[Collected data]
────
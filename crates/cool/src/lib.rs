//! Top-level COOL front-end: wires `cool-sema`'s passes and `cool-interp`'s
//! evaluator into the single pipeline entry point external callers use.
//!
//! ```text
//! AST -> TypeCollector -> TypeBuilder -> TopologicalOrdering
//!      -> OverrideChecker -> InferenceChecker -> TypeChecker
//!      -> (if no diagnostics) Executor
//! ```

pub use cool_ast::Program;
pub use cool_interp::{RuntimeError, RuntimeErrorKind};
pub use cool_sema::{Context, SemaError};

/// Run the full pipeline over `program`, consuming it (semantic analysis
/// rewrites `AUTO_TYPE` slots in place, so the tree that comes back out
/// the other side isn't the one a caller should keep inspecting).
///
/// Returns every diagnostic collected across every pass, in the order
/// produced, and -- only if diagnostics is empty -- the runtime error
/// the evaluator stopped on, if any. `verbose` mirrors the teacher
/// driver's own tracing convention: a one-line `eprintln!` per stage
/// reporting how many diagnostics (or which runtime error) it produced.
pub fn compile_and_run(mut program: Program, verbose: bool) -> (Vec<String>, Option<RuntimeError>) {
    let (ctx, sema_diags) = cool_sema::check(&mut program);

    if verbose {
        eprintln!("semantic analysis: {} diagnostic(s)", sema_diags.len());
    }

    let messages: Vec<String> = sema_diags.iter().map(|e| e.to_string()).collect();
    if !sema_diags.is_empty() {
        return (messages, None);
    }

    let mut executor = cool_interp::Executor::new(&ctx, &program);
    match executor.run() {
        Ok(_) => (messages, None),
        Err(err) => {
            if verbose {
                eprintln!("runtime error: {err}");
            }
            (messages, Some(err))
        }
    }
}
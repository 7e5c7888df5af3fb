//! Top-level AST nodes: programs, classes, attributes, and methods.

use cool_common::Span;

use crate::expr::Expr;
use crate::type_ref::TypeRef;

#[derive(Debug, Clone)]
pub struct Program {
    pub classes: Vec<ClassDecl>,
}

#[derive(Debug, Clone)]
pub struct ClassDecl {
    pub name: String,
    /// `None` means "inherits Object", the implicit default.
    pub parent: Option<String>,
    pub attrs: Vec<AttrDecl>,
    pub methods: Vec<MethodDecl>,
    pub span: Span,
}

#[derive(Debug, Clone)]
pub struct AttrDecl {
    pub name: String,
    pub declared_type: TypeRef,
    pub init: Option<Expr>,
    pub span: Span,
}

#[derive(Debug, Clone)]
pub struct MethodDecl {
    pub name: String,
    pub params: Vec<Param>,
    pub return_type: TypeRef,
    pub body: Expr,
    pub span: Span,
}

#[derive(Debug, Clone)]
pub struct Param {
    pub name: String,
    pub declared_type: TypeRef,
    pub span: Span,
}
────
BRIEF:
Having read the entries above, set each one down again exactly.

ANSWER SPACE:
filename crates/cool/src/lib.rs
//! Top-level COOL front-end: wires `cool-sema`'s passes and `cool-interp`'s
//! evaluator into the single pipeline entry point external callers use.
//!
//! ```text
//! AST -> TypeCollector -> TypeBuilder -> TopologicalOrdering
//!      -> OverrideChecker -> InferenceChecker -> TypeChecker
//!      -> (if no diagnostics) Executor
//! ```

pub use cool_ast::Program;
pub use cool_interp::{RuntimeError, RuntimeErrorKind};
pub use cool_sema::{Context, SemaError};

/// Run the full pipeline over `program`, consuming it (semantic analysis
/// rewrites `AUTO_TYPE` slots in place, so the tree that comes back out
/// the other side isn't the one a caller should keep inspecting).
///
/// Returns every diagnostic collected across every pass, in the order
/// produced, and -- only if diagnostics is empty -- the runtime error
/// the evaluator stopped on, if any. `verbose` mirrors the teacher
/// driver's own tracing convention: a one-line `eprintln!` per stage
/// reporting how many diagnostics (or which runtime error) it produced.
pub fn compile_and_run(mut program: Program, verbose: bool) -> (Vec<String>, Option<RuntimeError>) {
    let (ctx, sema_diags) = cool_sema::check(&mut program);

    if verbose {
        eprintln!("semantic analysis: {} diagnostic(s)", sema_diags.len());
    }

    let messages: Vec<String> = sema_diags.iter().map(|e| e.to_string()).collect();
    if !sema_diags.is_empty() {
        return (messages, None);
    }

    let mut executor = cool_interp::Executor::new(&ctx, &program);
    match executor.run() {
        Ok(_) => (messages, None),
        Err(err) => {
            if verbose {
                eprintln!("runtime error: {err}");
            }
            (messages, Some(err))
        }
    }
}
repository 7e5c7888df5af3fb
//! Top-level AST nodes: programs, classes, attributes, and methods.

use cool_common::Span;

use crate::expr::Expr;
use crate::type_ref::TypeRef;

#[derive(Debug, Clone)]
pub struct Program {
    pub classes: Vec<ClassDecl>,
}

#[derive(Debug, Clone)]
pub struct ClassDecl {
    pub name: String,
    /// `None` means "inherits Object", the implicit default.
    pub parent: Option<String>,
    pub attrs: Vec<AttrDecl>,
    pub methods: Vec<MethodDecl>,
    pub span: Span,
}

#[derive(Debug, Clone)]
pub struct AttrDecl {
    pub name: String,
    pub declared_type: TypeRef,
    pub init: Option<Expr>,
    pub span: Span,
}

#[derive(Debug, Clone)]
pub struct MethodDecl {
    pub name: String,
    pub params: Vec<Param>,
    pub return_type: TypeRef,
    pub body: Expr,
    pub span: Span,
}

#[derive(Debug, Clone)]
pub struct Param {
    pub name: String,
    pub declared_type: TypeRef,
    pub span: Span,
}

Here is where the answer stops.